▸ **RECORDS PROVIDED**

------------------------------------------------------------

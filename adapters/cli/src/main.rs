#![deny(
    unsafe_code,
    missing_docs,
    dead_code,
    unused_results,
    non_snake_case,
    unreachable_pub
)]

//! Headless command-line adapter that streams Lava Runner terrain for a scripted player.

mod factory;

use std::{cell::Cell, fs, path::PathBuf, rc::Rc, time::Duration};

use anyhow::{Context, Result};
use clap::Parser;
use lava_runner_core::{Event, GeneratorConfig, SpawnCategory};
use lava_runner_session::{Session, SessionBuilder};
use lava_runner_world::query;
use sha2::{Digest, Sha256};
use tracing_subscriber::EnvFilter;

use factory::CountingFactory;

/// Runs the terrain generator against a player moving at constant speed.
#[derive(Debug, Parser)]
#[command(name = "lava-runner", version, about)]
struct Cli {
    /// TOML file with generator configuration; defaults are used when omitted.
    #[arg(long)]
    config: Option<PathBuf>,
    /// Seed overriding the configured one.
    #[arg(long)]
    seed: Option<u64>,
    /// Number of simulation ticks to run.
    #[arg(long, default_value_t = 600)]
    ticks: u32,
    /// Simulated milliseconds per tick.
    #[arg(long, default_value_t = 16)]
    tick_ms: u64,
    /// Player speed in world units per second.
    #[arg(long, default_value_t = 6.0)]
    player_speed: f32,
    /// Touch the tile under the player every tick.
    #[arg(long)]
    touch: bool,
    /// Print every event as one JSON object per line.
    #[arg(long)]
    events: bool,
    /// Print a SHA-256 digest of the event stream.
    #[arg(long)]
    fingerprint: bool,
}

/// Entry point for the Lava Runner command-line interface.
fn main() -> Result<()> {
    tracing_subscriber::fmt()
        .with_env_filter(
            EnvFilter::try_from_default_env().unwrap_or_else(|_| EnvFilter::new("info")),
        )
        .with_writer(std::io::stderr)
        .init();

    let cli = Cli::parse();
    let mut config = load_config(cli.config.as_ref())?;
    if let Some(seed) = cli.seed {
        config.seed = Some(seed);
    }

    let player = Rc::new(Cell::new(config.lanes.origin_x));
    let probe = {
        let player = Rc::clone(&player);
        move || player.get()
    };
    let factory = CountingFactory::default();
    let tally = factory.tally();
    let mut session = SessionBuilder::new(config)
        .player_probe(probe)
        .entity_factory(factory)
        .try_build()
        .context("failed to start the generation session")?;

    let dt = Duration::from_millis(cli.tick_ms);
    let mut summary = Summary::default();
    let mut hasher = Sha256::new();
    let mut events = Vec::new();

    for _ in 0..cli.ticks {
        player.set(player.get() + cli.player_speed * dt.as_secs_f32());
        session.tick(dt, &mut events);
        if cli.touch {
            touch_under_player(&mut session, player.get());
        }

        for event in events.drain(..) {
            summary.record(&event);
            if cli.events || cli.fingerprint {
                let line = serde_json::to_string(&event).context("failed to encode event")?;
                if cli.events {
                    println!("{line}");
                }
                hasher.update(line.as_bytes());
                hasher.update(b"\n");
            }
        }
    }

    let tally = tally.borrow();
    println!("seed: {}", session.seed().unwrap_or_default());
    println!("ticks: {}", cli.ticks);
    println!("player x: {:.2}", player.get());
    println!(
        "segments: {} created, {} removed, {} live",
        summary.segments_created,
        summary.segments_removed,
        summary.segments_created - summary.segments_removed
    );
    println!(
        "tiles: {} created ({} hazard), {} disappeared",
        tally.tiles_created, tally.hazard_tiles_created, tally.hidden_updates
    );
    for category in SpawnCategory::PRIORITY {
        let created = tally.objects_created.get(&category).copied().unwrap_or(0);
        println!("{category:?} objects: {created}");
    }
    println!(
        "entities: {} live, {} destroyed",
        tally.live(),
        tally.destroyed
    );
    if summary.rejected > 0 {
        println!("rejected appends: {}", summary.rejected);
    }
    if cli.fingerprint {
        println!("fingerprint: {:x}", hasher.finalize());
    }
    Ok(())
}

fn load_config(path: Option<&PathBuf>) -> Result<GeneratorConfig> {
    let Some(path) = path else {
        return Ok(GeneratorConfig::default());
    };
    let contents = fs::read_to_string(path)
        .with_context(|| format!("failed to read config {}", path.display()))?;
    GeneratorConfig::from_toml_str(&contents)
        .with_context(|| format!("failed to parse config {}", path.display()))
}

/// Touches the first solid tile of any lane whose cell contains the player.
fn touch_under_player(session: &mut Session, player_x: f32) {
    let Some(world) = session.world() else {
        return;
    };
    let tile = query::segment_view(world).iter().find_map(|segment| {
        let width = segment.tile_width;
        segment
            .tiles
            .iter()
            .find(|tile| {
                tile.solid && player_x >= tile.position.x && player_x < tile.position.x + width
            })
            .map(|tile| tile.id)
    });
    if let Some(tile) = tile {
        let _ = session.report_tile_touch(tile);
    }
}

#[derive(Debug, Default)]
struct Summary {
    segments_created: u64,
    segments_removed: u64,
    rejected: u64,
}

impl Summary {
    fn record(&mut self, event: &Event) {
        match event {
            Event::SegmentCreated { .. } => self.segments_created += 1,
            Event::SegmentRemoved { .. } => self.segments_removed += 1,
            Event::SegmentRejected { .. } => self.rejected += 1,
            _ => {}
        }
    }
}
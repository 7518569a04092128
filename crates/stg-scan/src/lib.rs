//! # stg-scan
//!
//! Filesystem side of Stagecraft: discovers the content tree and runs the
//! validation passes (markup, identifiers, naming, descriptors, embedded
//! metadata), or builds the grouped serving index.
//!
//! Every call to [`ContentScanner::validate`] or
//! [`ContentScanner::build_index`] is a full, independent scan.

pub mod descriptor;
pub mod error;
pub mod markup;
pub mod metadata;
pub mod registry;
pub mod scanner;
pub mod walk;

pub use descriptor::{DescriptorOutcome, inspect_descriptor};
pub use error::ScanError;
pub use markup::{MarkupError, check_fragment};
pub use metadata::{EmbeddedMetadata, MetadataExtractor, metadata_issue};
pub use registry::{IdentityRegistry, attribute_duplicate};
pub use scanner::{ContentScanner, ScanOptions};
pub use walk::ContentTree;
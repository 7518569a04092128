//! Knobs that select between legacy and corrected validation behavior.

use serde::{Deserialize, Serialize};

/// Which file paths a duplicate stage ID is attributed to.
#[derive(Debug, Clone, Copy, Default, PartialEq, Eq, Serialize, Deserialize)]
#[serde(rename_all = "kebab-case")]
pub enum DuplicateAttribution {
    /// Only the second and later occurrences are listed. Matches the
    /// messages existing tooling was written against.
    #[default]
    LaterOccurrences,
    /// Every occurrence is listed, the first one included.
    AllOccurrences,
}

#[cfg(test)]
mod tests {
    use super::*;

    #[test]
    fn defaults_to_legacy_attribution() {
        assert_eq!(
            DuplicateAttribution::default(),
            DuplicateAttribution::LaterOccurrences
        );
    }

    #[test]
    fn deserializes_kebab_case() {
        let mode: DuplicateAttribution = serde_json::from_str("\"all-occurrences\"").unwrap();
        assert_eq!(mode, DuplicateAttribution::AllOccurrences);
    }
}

------------------------------------------------------------

▸ **EXERCISE DIRECTIONS**
Each line in the entries above that includes the string "return" adds to the count; state that count only.

▸ **SOLUTION**
2